Al inicio y al final de las palabras de Jesús en este pasaje del evangelio está la clave: Dios es Papá, Dios es el origen de nuestra vida; vivimos por pura gracia suya, por puro amor suyo, y Él es siempre bueno; de esto no podemos dudar nunca sin perjuicio para nosotros mismos. Porque Él es bueno, y sabe todo, lo que tenemos y lo que nos falta, lo que somos y anhelamos, está ya desde siempre abriendo caminos para ayudarnos: en el médico y en la medicina, en el consejo y en la escucha del amigo y del hermano, en el apoyo de la familia, en la solidaridad del vecino, en la búsqueda común por la justicia social, en el respeto en el metro al anciano y a la mujer embarazada, en el empeño y la dedicación de los estudiantes y los deportistas...
Pedir, y sólo pedir, puede paralizar vidas y fuerzas. Sólo pedir y esperar es infantil y cobarde. Y Jesús no dijo sólo "pidan", dijo también: busquen y toquen, llamen. Para buscar y tocar puertas hay que perder el miedo y la vergüenza. Insisto, detrás de las palabras de Jesús está la experiencia humana, y todas ellas se traducen en una sola: confiar, confiar siempre y sin descanso, confiar tanto en Dios que aprenda a confiar en mí mismo y en los demás, confiar tanto en Dios que ayuda y acompaña siempre, que su ayuda y su presencia me impulsen a vivir, a caminar, a luchar, a no quedarme con los brazos cruzados viendo la vida como un teatro donde todos somos marionetas del Señor.
Aprender a orar sin pedir, a orar confiando, orar reconociendo, orar deseando, orar alabando, orar agradeciendo.

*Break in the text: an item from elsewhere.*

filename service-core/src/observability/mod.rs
pub mod logging;

pub use logging::{init_tracing, shutdown_tracing};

He ahí el desafío.
Porque eres la fuerza que falta a mis brazos, la alegría que necesitan mis labios para sonreir, la mano que necesitan mis ojos para enjugarse, el impulso que necesitan mis pies para andar aun por donde no hay camino; porque eres Padre, y eres bueno y estás conmigo, confío en ti. Porque a pesar del mal y aun en el dolor estás conmigo, confío en ti. Porque la enfermadad podrá matarme, pero hasta en la muerte estarás conmigo para recibirme y darme vida nueva, confío en ti. En tu nombre y con el Soplo de tu Espíritu, voy a buscar y a tocar puertas, daré la lucha, sudaré el esfuerzo, y recibiré de ti lo que Tú y yo sabemos que necesito. Amén.